(Collected data entries)
^^^^^^^^
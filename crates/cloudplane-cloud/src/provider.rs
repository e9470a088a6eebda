//! Provider error capability
//!
//! Cloud SDK adapters expose their structured errors through
//! [`ProviderError`]. Only errors with this capability are encoded
//! losslessly across the activity boundary; everything else is opaque.

use std::error::Error;
use std::fmt;

/// Code of the "resource not ready yet" sentinel
///
/// A poll returning a provider error with this code means "keep polling";
/// every other error is fatal to a [`Waiter`](crate::Waiter).
pub const NOT_READY_CODE: &str = "ResourceNotReady";

/// Structured provider error: a code, a human message and an optional cause
pub trait ProviderError: Error + Send + Sync {
    /// Provider error code (e.g. "ResourceNotFound", "Throttling")
    fn code(&self) -> &str;

    /// Human readable message without the code
    fn message(&self) -> String;

    /// Wrapped lower-level error, if any
    fn original_error(&self) -> Option<&(dyn Error + 'static)> {
        self.source()
    }

    /// Whether this is the "not ready yet" sentinel
    fn is_not_ready(&self) -> bool {
        self.code() == NOT_READY_CODE
    }
}

/// Provider error reconstructed on the caller side of the activity boundary
#[derive(Debug, Clone, PartialEq, Eq)]
pub struct ProviderFailure {
    code: String,
    message: String,
    cause: Option<OriginalError>,
}

impl ProviderFailure {
    pub fn new(
        code: impl Into<String>,
        message: impl Into<String>,
        cause: Option<OriginalError>,
    ) -> Self {
        Self {
            code: code.into(),
            message: message.into(),
            cause,
        }
    }

    /// The cause as reconstructed from its text, if there was one
    pub fn cause(&self) -> Option<&OriginalError> {
        self.cause.as_ref()
    }
}

impl fmt::Display for ProviderFailure {
    fn fmt(&self, f: &mut fmt::Formatter<'_>) -> fmt::Result {
        write!(f, "{}: {}", self.code, self.message)?;
        if let Some(cause) = &self.cause {
            write!(f, "\ncaused by: {}", cause)?;
        }
        Ok(())
    }
}

impl Error for ProviderFailure {
    fn source(&self) -> Option<&(dyn Error + 'static)> {
        self.cause.as_ref().map(|c| c as &(dyn Error + 'static))
    }
}

impl ProviderError for ProviderFailure {
    fn code(&self) -> &str {
        &self.code
    }

    fn message(&self) -> String {
        self.message.clone()
    }
}

/// Plain error carrying only the text of a provider error's original cause
#[derive(Debug, Clone, PartialEq, Eq)]
pub struct OriginalError(pub String);

impl fmt::Display for OriginalError {
    fn fmt(&self, f: &mut fmt::Formatter<'_>) -> fmt::Result {
        f.write_str(&self.0)
    }
}

impl Error for OriginalError {}
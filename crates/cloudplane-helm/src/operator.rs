//! Helm-backed service operator

use crate::error::HelmError;
use crate::helm::{ChartInstall, Helm, ReleaseStatus, ReleaseTarget};
use async_trait::async_trait;
use cloudplane_cloud::{ActivityContext, ActivityError, Waiter, encode, token_for};
use cloudplane_services::{OperationRequest, ServiceOperator, UpgradePaths};
use serde::{Deserialize, Serialize};
use std::collections::HashMap;

/// Marks releases written by this operator
const DESCRIPTION_PREFIX: &str = "cloudplane:";

/// Chart backing one integrated service
#[derive(Debug, Clone, PartialEq, Serialize, Deserialize)]
pub struct ChartSpec {
    /// Chart reference, e.g. `grafana/loki`
    pub chart: String,

    /// Repository URL; its name is the prefix of `chart`
    #[serde(default)]
    pub repository: Option<String>,

    pub namespace: String,

    #[serde(default)]
    pub upgrade_paths: UpgradePaths,
}

impl ChartSpec {
    pub fn new(chart: impl Into<String>, namespace: impl Into<String>) -> Self {
        Self {
            chart: chart.into(),
            repository: None,
            namespace: namespace.into(),
            upgrade_paths: UpgradePaths::new(),
        }
    }

    pub fn with_repository(mut self, url: impl Into<String>) -> Self {
        self.repository = Some(url.into());
        self
    }

    pub fn with_upgrade_paths(mut self, paths: UpgradePaths) -> Self {
        self.upgrade_paths = paths;
        self
    }

    fn repository_name(&self) -> Option<&str> {
        self.chart.split_once('/').map(|(repo, _)| repo)
    }
}

/// Runs each phase as helm commands against the cluster's kube context
pub struct HelmOperator {
    helm: Helm,
    waiter: Waiter,
    charts: HashMap<String, ChartSpec>,
}

impl HelmOperator {
    pub fn new(helm: Helm, waiter: Waiter) -> Self {
        Self {
            helm,
            waiter,
            charts: HashMap::new(),
        }
    }

    pub fn with_chart(mut self, service_name: impl Into<String>, chart: ChartSpec) -> Self {
        self.charts.insert(service_name.into(), chart);
        self
    }

    fn chart(&self, service_name: &str) -> Result<&ChartSpec, ActivityError> {
        self.charts
            .get(service_name)
            .ok_or_else(|| encode(HelmError::UnknownService(service_name.to_string())))
    }
}

fn target<'a>(request: &'a OperationRequest, chart: &'a ChartSpec) -> ReleaseTarget<'a> {
    ReleaseTarget {
        kube_context: &request.cluster.name,
        namespace: &chart.namespace,
        release: &request.service_name,
    }
}

#[async_trait]
impl ServiceOperator for HelmOperator {
    async fn pre_install(
        &self,
        _ctx: &ActivityContext,
        request: &OperationRequest,
    ) -> Result<(), ActivityError> {
        let chart = self.chart(&request.service_name)?;

        match (chart.repository_name(), &chart.repository) {
            (Some(name), Some(url)) => {
                self.helm.repo_add(name, url).await.map_err(encode)?;
                tracing::info!("Added chart repository {} ({})", name, url);
            }
            (None, Some(url)) => {
                return Err(encode(HelmError::InvalidRequest(format!(
                    "chart {} has repository {} but no repository prefix",
                    chart.chart, url
                ))));
            }
            _ => {}
        }
        Ok(())
    }

    async fn install(
        &self,
        ctx: &ActivityContext,
        request: &OperationRequest,
    ) -> Result<(), ActivityError> {
        let chart = self.chart(&request.service_name)?;
        let version = request.version.as_deref().ok_or_else(|| {
            encode(HelmError::InvalidRequest(format!(
                "no version to install for {}",
                request.service_name
            )))
        })?;

        let mut token = None;
        token_for(ctx, &mut token);
        let description = format!("{}{}", DESCRIPTION_PREFIX, token.unwrap_or_default());
        let target = target(request, chart);

        // A retry after a lost response must not upgrade twice
        match self.helm.status(&target).await {
            Ok(release)
                if release.info.status == ReleaseStatus::Deployed
                    && release.info.description == description =>
            {
                tracing::info!(
                    "Release {} already deployed by this request, skipping install",
                    request.service_name
                );
                return Ok(());
            }
            Ok(_) | Err(HelmError::ReleaseNotFound(_)) => {}
            Err(e) => return Err(encode(e)),
        }

        ctx.heartbeat(Some(format!("installing {} {}", chart.chart, version)))?;
        self.helm
            .upgrade_install(
                &target,
                &ChartInstall {
                    chart: &chart.chart,
                    version,
                    values: &request.config,
                    description: &description,
                },
            )
            .await
            .map_err(encode)?;

        tracing::info!(
            "Installed {} {} on {}",
            request.service_name,
            version,
            request.cluster.name
        );
        Ok(())
    }

    async fn post_install(
        &self,
        ctx: &ActivityContext,
        request: &OperationRequest,
    ) -> Result<(), ActivityError> {
        let chart = self.chart(&request.service_name)?;
        let target = target(request, chart);
        let (helm, target) = (&self.helm, &target);

        self.waiter
            .wait_until(ctx, move || async move {
                let release = helm.status(target).await?;
                let status = release.info.status;
                match status {
                    ReleaseStatus::Deployed => Ok(()),
                    status if status.is_pending() => Err(HelmError::ReleaseNotReady {
                        release: release.name,
                        status: status.to_string(),
                    }),
                    ReleaseStatus::Failed => Err(HelmError::ReleaseFailed {
                        release: release.name,
                        description: release.info.description,
                    }),
                    status => Err(HelmError::ReleaseFailed {
                        release: release.name,
                        description: format!("unexpected status {}", status),
                    }),
                }
            })
            .await
            .map_err(encode)
    }

    async fn uninstall(
        &self,
        _ctx: &ActivityContext,
        request: &OperationRequest,
    ) -> Result<(), ActivityError> {
        let chart = self.chart(&request.service_name)?;

        match self.helm.uninstall(&target(request, chart)).await {
            Ok(()) => {
                tracing::info!(
                    "Uninstalled {} from {}",
                    request.service_name,
                    request.cluster.name
                );
                Ok(())
            }
            Err(HelmError::ReleaseNotFound(_)) => {
                tracing::info!("Release {} already gone", request.service_name);
                Ok(())
            }
            Err(e) => Err(encode(e)),
        }
    }

    fn upgrade_paths(&self, service_name: &str) -> Option<UpgradePaths> {
        self.charts
            .get(service_name)
            .map(|chart| chart.upgrade_paths.clone())
            .filter(|paths| !paths.is_empty())
    }
}
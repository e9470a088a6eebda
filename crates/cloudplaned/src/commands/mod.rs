pub mod reconcile;
pub mod service;
pub mod status;
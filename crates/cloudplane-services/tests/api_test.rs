//! Service API authorization and spec writes

use async_trait::async_trait;
use cloudplane_cloud::ActivityError;
use cloudplane_services::{
    Cluster, DnsRecords, InstanceStore, MemoryStore, OrgMembership, Phase, ServiceApi,
    ServiceError, ServiceInstance, ServiceKey, ServiceSpec, ServiceStatus, StaticClusters,
};
use serde_json::json;
use std::sync::{Arc, Mutex};

#[derive(Default)]
struct RecordingDns {
    deleted: Mutex<Vec<(String, u64)>>,
}

#[async_trait]
impl DnsRecords for RecordingDns {
    async fn delete_records_owned_by(&self, uid: &str, org_id: u64) -> Result<(), ActivityError> {
        self.deleted.lock().unwrap().push((uid.to_string(), org_id));
        Ok(())
    }
}

/// Lands a reconciler status write between the API's load and its write
struct InterleavingStore {
    inner: MemoryStore,
    pending_status: Mutex<Option<ServiceStatus>>,
}

#[async_trait]
impl InstanceStore for InterleavingStore {
    async fn load(
        &self,
        cluster_id: u64,
        service_name: &str,
    ) -> Result<ServiceInstance, ServiceError> {
        self.inner.load(cluster_id, service_name).await
    }

    async fn save(&self, instance: &ServiceInstance) -> Result<(), ServiceError> {
        self.inner.save(instance).await
    }

    async fn save_spec(
        &self,
        key: &ServiceKey,
        spec: &ServiceSpec,
        generation: u64,
    ) -> Result<(), ServiceError> {
        let pending = self.pending_status.lock().unwrap().take();
        if let Some(status) = pending {
            self.inner.save_status(key, &status).await?;
        }
        self.inner.save_spec(key, spec, generation).await
    }

    async fn save_status(
        &self,
        key: &ServiceKey,
        status: &ServiceStatus,
    ) -> Result<(), ServiceError> {
        self.inner.save_status(key, status).await
    }

    async fn list(&self) -> Result<Vec<ServiceKey>, ServiceError> {
        self.inner.list().await
    }
}

fn cluster(id: u64, org_id: u64) -> Cluster {
    Cluster {
        id,
        name: format!("cluster-{}", id),
        org_id,
        uid: format!("uid-{}", id),
        ready: true,
        rbac_enabled: false,
    }
}

fn api_without_dns(store: Arc<dyn InstanceStore>) -> ServiceApi {
    let clusters = Arc::new(StaticClusters::new([cluster(1, 10), cluster(2, 20)]));
    let authorizer = Arc::new(OrgMembership::new().with_member("alice", 10));
    ServiceApi::new(store, clusters, authorizer)
}

fn api(store: Arc<MemoryStore>, dns: Arc<RecordingDns>) -> ServiceApi {
    api_without_dns(store).with_dns(dns)
}

#[tokio::test]
async fn test_enable_creates_and_updates() {
    let store = Arc::new(MemoryStore::new());
    let api = api(store.clone(), Arc::default());

    let created = api
        .enable("alice", 1, "logging", "1.0", json!({"retention": "7d"}))
        .await
        .unwrap();
    assert_eq!(created.generation, 1);
    assert!(created.spec.enabled);

    // Same spec again does not bump the generation
    let same = api
        .enable("alice", 1, "logging", "1.0", json!({"retention": "7d"}))
        .await
        .unwrap();
    assert_eq!(same.generation, 1);

    let upgraded = api
        .enable("alice", 1, "logging", "1.1", json!({"retention": "7d"}))
        .await
        .unwrap();
    assert_eq!(upgraded.generation, 2);
    assert_eq!(
        store.load(1, "logging").await.unwrap().spec.requested_version,
        "1.1"
    );
}

#[tokio::test]
async fn test_enable_rejects_empty_version() {
    let api = api(Arc::new(MemoryStore::new()), Arc::default());
    assert!(matches!(
        api.enable("alice", 1, "logging", " ", json!(null)).await,
        Err(ServiceError::InvalidSpec(_))
    ));
}

#[tokio::test]
async fn test_foreign_org_is_forbidden() {
    let api = api(Arc::new(MemoryStore::new()), Arc::default());

    let err = api
        .enable("alice", 2, "logging", "1.0", json!(null))
        .await
        .unwrap_err();
    match err {
        ServiceError::Forbidden { method, path, .. } => {
            assert_eq!(method, "PUT");
            assert_eq!(path, "/api/v1/orgs/20/clusters/2/services/logging");
        }
        other => panic!("unexpected error: {}", other),
    }

    assert!(matches!(
        api.get("mallory", 1, "logging").await,
        Err(ServiceError::Forbidden { .. })
    ));
}

#[tokio::test]
async fn test_retry_bumps_generation_only() {
    let store = Arc::new(MemoryStore::new());
    let api = api(store.clone(), Arc::default());
    let created = api
        .enable("alice", 1, "dns", "0.4", json!(null))
        .await
        .unwrap();

    let retried = api.retry("alice", 1, "dns").await.unwrap();

    assert_eq!(retried.generation, created.generation + 1);
    assert_eq!(retried.spec, created.spec);
}

#[tokio::test]
async fn test_detach_cluster() {
    let store = Arc::new(MemoryStore::new());
    let dns = Arc::new(RecordingDns::default());
    let api = api(store.clone(), dns.clone());

    api.enable("alice", 1, "dns", "0.4", json!(null))
        .await
        .unwrap();
    api.enable("alice", 1, "logging", "1.0", json!(null))
        .await
        .unwrap();

    let detached = api.detach_cluster("alice", 1).await.unwrap();

    assert_eq!(detached.len(), 2);
    for instance in api.list("alice", 1).await.unwrap() {
        assert!(!instance.spec.enabled);
        assert_eq!(instance.generation, 2);
    }
    assert_eq!(
        *dns.deleted.lock().unwrap(),
        vec![("uid-1".to_string(), 10)]
    );
}

#[tokio::test]
async fn test_unknown_cluster() {
    let api = api(Arc::new(MemoryStore::new()), Arc::default());
    assert!(matches!(
        api.list("alice", 99).await,
        Err(ServiceError::ClusterNotFound(99))
    ));
}

#[tokio::test]
async fn test_spec_write_keeps_concurrent_status() {
    let store = Arc::new(InterleavingStore {
        inner: MemoryStore::new(),
        pending_status: Mutex::new(None),
    });
    let api = api_without_dns(store.clone());
    api.enable("alice", 1, "logging", "1.0", json!(null))
        .await
        .unwrap();

    // The reconciler finishes the install while the upgrade request is in flight
    let mut installed = ServiceStatus::default();
    installed.phase = Some(Phase::Installed);
    installed.installed_version = Some("1.0".to_string());
    installed.observed_generation = 1;
    *store.pending_status.lock().unwrap() = Some(installed.clone());

    api.enable("alice", 1, "logging", "1.1", json!(null))
        .await
        .unwrap();

    let stored = store.load(1, "logging").await.unwrap();
    assert_eq!(stored.status, installed);
    assert_eq!(stored.spec.requested_version, "1.1");
    assert_eq!(stored.generation, 2);
}

#[tokio::test]
async fn test_retry_and_disable_keep_status() {
    let store = Arc::new(MemoryStore::new());
    let api = api(store.clone(), Arc::default());
    api.enable("alice", 1, "dns", "0.4", json!(null))
        .await
        .unwrap();

    let mut failed = ServiceStatus::default();
    failed.phase = Some(Phase::InstallFailed);
    failed.failure_count = 1;
    store
        .save_status(&ServiceKey::new(1, "dns"), &failed)
        .await
        .unwrap();

    api.retry("alice", 1, "dns").await.unwrap();
    api.disable("alice", 1, "dns").await.unwrap();

    let stored = store.load(1, "dns").await.unwrap();
    assert_eq!(stored.status, failed);
    assert_eq!(stored.generation, 3);
    assert!(!stored.spec.enabled);
}

#[tokio::test]
async fn test_detach_without_dns_provider() {
    let store = Arc::new(MemoryStore::new());
    let api = api_without_dns(store.clone());
    api.enable("alice", 1, "logging", "1.0", json!(null))
        .await
        .unwrap();

    let detached = api.detach_cluster("alice", 1).await.unwrap();

    assert_eq!(detached, vec![ServiceKey::new(1, "logging")]);
    assert!(!store.load(1, "logging").await.unwrap().spec.enabled);
}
^^^^^^^^
Lines above with the string "filename" need to be found and copied.

filename crates/cloudplane-cloud/src/provider.rs
filename crates/cloudplane-helm/src/operator.rs
filename crates/cloudplaned/src/commands/mod.rs
filename crates/cloudplane-services/tests/api_test.rs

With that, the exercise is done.